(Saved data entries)
************
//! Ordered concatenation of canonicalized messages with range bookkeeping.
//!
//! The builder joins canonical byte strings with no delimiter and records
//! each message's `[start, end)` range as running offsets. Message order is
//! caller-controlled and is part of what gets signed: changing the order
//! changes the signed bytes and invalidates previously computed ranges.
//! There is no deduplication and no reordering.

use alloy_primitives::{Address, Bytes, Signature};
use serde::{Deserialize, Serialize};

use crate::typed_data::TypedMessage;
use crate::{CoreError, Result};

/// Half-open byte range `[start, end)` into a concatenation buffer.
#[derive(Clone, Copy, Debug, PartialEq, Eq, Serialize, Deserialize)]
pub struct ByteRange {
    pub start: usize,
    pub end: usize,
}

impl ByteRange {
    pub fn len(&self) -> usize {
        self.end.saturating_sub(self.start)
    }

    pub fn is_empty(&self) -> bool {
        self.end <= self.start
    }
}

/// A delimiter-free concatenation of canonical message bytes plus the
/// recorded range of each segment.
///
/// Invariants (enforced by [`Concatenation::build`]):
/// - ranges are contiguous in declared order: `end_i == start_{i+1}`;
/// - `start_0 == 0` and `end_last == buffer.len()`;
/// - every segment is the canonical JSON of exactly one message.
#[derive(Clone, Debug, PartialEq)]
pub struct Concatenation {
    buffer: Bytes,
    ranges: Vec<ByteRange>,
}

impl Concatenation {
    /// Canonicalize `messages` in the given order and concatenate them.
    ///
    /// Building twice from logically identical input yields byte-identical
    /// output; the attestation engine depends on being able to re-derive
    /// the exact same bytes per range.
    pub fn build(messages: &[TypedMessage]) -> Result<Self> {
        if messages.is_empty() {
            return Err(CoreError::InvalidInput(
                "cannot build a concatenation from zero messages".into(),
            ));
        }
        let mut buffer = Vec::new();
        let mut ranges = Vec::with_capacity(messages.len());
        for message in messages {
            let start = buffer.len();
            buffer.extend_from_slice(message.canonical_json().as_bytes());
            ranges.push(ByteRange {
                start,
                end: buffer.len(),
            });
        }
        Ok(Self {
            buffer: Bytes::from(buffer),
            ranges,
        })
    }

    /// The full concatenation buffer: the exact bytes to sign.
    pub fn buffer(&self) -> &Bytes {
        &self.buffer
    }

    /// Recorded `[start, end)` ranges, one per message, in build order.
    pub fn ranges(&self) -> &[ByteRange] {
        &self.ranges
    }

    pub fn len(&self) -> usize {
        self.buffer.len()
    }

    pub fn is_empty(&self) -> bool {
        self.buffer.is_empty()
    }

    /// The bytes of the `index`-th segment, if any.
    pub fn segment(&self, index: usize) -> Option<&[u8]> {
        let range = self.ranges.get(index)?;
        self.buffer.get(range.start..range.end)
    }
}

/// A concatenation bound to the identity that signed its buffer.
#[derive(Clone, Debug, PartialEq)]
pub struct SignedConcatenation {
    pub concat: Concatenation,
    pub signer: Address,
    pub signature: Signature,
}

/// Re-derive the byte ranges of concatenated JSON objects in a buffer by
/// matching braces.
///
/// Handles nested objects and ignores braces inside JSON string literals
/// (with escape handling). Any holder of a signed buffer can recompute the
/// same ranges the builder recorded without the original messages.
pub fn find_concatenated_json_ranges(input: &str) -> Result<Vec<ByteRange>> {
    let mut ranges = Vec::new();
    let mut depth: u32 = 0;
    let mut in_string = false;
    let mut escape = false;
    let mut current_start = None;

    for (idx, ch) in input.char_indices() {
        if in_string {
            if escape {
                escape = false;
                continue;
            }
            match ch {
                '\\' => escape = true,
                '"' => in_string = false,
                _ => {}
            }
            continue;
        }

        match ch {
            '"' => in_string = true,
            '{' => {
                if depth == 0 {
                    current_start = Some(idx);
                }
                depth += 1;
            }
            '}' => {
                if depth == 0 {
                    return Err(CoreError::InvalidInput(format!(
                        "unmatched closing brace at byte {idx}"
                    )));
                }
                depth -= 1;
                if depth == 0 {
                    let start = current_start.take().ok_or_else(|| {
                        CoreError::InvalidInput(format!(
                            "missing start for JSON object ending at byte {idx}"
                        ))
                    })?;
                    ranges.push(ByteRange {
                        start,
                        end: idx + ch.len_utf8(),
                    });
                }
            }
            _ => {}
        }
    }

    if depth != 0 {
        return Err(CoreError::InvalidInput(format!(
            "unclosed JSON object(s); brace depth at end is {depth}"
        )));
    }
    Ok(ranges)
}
************
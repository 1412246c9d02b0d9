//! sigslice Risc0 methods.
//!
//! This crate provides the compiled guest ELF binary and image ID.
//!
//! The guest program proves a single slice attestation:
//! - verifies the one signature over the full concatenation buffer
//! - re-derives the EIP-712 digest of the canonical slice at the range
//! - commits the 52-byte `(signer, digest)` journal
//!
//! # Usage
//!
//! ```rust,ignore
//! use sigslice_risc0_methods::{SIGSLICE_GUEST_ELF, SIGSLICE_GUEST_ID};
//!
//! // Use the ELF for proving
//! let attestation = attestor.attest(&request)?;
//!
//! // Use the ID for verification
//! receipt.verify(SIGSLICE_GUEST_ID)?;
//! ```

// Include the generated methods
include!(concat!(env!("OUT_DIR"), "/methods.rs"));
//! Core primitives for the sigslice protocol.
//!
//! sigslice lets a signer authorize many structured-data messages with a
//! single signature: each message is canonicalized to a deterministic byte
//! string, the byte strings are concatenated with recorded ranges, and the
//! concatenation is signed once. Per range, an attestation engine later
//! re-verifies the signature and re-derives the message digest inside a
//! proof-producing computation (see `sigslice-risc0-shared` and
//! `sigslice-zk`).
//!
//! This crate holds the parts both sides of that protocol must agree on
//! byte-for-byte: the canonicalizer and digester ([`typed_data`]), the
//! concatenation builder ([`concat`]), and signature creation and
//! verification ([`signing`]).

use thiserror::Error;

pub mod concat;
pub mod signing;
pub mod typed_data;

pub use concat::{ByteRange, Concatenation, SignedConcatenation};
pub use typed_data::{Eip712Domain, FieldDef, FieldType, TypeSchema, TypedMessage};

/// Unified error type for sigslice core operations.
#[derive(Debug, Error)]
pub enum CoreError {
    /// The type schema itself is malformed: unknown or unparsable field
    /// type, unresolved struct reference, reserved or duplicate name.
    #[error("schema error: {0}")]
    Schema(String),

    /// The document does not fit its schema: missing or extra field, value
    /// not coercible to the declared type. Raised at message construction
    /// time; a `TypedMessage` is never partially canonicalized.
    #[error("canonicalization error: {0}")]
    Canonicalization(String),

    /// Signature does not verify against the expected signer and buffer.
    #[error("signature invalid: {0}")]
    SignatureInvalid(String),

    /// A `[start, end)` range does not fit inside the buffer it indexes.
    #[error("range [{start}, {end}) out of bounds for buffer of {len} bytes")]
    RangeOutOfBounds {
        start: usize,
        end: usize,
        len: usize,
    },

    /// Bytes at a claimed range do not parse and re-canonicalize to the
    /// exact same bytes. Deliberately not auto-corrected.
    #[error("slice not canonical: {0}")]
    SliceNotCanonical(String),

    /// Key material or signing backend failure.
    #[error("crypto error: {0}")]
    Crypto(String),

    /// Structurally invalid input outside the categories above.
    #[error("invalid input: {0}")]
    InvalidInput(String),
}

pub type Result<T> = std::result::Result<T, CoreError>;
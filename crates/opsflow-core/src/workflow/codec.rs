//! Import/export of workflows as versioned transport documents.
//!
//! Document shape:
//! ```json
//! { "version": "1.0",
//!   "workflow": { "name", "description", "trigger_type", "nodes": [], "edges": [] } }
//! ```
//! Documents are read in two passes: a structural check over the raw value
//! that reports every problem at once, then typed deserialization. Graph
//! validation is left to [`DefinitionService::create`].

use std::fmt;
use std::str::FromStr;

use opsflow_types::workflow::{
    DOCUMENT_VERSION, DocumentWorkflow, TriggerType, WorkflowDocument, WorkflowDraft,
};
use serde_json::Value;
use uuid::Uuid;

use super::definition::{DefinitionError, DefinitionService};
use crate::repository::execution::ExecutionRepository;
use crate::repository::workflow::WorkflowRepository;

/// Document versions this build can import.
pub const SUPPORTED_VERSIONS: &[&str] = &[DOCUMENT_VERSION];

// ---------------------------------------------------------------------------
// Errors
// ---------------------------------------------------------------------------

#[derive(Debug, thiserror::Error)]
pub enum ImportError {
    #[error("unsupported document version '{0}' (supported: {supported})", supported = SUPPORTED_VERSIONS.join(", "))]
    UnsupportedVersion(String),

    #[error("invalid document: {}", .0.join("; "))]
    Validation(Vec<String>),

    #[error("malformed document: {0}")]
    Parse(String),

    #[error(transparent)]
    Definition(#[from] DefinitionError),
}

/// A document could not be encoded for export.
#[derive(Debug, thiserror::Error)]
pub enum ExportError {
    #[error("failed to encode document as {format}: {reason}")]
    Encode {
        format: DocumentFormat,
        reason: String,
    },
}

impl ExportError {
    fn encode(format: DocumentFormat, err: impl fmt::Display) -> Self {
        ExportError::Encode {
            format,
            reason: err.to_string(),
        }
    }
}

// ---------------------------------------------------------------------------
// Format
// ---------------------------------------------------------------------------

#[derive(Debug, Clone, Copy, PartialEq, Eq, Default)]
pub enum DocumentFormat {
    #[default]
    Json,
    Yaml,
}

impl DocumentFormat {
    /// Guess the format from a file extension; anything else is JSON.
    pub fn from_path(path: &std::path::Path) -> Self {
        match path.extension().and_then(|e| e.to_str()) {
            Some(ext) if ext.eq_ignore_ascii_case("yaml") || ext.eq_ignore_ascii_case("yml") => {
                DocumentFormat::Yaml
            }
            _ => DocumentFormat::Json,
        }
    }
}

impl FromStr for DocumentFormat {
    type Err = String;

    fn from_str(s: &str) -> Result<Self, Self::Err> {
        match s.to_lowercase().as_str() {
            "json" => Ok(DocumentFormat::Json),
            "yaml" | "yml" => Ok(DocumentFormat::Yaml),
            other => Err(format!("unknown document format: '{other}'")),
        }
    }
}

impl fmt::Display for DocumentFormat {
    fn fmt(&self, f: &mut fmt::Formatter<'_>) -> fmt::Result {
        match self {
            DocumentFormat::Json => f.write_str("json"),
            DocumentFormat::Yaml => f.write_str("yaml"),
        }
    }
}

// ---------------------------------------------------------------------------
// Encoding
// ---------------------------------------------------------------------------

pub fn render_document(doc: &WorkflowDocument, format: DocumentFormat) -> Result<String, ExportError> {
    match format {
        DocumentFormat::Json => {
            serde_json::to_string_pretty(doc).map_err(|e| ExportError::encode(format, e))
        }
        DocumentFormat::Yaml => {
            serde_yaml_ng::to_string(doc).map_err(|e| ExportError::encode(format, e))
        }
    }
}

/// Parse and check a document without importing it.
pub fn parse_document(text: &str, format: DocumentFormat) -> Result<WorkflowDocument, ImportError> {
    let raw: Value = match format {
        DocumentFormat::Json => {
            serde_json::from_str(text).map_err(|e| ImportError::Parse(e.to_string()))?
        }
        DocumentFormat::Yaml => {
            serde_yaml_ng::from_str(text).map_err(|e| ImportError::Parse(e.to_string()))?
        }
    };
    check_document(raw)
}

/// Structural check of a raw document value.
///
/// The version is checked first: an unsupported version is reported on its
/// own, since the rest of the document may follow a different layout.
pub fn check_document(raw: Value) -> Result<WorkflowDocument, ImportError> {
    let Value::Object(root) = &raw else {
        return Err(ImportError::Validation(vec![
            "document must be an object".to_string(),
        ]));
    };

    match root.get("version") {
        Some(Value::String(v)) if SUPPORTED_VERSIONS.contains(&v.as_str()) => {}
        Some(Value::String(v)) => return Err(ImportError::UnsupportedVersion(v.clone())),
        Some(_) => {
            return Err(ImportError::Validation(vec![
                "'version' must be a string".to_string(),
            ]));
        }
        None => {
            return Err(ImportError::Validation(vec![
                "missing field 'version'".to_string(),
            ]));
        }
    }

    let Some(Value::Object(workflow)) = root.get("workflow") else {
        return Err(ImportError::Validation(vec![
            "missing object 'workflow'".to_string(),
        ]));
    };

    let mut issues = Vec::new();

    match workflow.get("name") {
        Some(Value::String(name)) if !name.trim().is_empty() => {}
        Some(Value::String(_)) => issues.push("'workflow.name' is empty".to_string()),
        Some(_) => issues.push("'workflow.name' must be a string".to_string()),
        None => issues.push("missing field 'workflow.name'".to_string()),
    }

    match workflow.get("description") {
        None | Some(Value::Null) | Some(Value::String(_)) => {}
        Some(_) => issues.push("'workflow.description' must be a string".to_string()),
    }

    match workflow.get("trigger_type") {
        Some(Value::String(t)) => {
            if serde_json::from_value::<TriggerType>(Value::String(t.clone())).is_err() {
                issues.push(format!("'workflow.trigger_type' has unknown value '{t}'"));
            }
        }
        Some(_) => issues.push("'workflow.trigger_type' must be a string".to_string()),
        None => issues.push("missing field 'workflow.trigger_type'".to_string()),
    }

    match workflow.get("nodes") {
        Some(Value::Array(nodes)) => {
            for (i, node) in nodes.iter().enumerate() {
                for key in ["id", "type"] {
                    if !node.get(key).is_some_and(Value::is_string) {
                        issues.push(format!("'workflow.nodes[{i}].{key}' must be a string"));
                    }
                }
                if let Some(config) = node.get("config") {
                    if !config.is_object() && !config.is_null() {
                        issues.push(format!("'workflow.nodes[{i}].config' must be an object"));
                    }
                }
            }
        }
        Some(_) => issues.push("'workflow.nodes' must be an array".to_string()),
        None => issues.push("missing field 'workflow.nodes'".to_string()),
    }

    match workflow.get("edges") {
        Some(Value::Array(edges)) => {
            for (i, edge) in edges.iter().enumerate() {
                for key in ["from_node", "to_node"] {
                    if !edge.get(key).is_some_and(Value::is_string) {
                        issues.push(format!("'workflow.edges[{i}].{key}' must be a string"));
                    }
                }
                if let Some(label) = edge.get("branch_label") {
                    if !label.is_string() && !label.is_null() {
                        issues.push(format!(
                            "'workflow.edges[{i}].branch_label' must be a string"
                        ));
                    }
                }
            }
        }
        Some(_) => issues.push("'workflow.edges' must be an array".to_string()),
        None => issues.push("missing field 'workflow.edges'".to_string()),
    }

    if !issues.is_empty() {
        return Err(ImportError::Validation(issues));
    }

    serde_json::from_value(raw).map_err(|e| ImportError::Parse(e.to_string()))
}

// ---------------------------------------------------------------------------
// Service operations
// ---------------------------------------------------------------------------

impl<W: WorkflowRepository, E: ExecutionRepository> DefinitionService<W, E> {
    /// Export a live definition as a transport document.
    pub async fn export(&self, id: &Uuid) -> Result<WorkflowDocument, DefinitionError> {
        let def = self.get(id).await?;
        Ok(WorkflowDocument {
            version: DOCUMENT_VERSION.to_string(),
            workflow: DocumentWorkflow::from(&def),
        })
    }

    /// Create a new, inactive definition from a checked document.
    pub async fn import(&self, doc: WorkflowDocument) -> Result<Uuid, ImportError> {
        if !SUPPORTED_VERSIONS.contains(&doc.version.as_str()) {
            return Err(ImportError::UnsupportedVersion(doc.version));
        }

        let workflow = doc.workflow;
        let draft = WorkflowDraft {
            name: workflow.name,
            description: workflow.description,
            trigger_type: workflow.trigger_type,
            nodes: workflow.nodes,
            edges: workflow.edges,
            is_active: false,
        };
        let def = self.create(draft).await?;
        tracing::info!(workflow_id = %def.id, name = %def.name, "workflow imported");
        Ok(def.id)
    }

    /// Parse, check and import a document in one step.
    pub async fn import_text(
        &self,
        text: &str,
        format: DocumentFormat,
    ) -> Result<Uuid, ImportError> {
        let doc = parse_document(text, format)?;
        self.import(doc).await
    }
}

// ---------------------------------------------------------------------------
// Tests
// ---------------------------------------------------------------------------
************
# Assignment
Using the entries above, give again exactly the lines from the line holding "with range bookkeeping." through the line holding "input yields byte-identical". Include both end lines and nothing else.

# Solution below
//! Ordered concatenation of canonicalized messages with range bookkeeping.
//!
//! The builder joins canonical byte strings with no delimiter and records
//! each message's `[start, end)` range as running offsets. Message order is
//! caller-controlled and is part of what gets signed: changing the order
//! changes the signed bytes and invalidates previously computed ranges.
//! There is no deduplication and no reordering.

use alloy_primitives::{Address, Bytes, Signature};
use serde::{Deserialize, Serialize};

use crate::typed_data::TypedMessage;
use crate::{CoreError, Result};

/// Half-open byte range `[start, end)` into a concatenation buffer.
#[derive(Clone, Copy, Debug, PartialEq, Eq, Serialize, Deserialize)]
pub struct ByteRange {
    pub start: usize,
    pub end: usize,
}

impl ByteRange {
    pub fn len(&self) -> usize {
        self.end.saturating_sub(self.start)
    }

    pub fn is_empty(&self) -> bool {
        self.end <= self.start
    }
}

/// A delimiter-free concatenation of canonical message bytes plus the
/// recorded range of each segment.
///
/// Invariants (enforced by [`Concatenation::build`]):
/// - ranges are contiguous in declared order: `end_i == start_{i+1}`;
/// - `start_0 == 0` and `end_last == buffer.len()`;
/// - every segment is the canonical JSON of exactly one message.
#[derive(Clone, Debug, PartialEq)]
pub struct Concatenation {
    buffer: Bytes,
    ranges: Vec<ByteRange>,
}

impl Concatenation {
    /// Canonicalize `messages` in the given order and concatenate them.
    ///
    /// Building twice from logically identical input yields byte-identical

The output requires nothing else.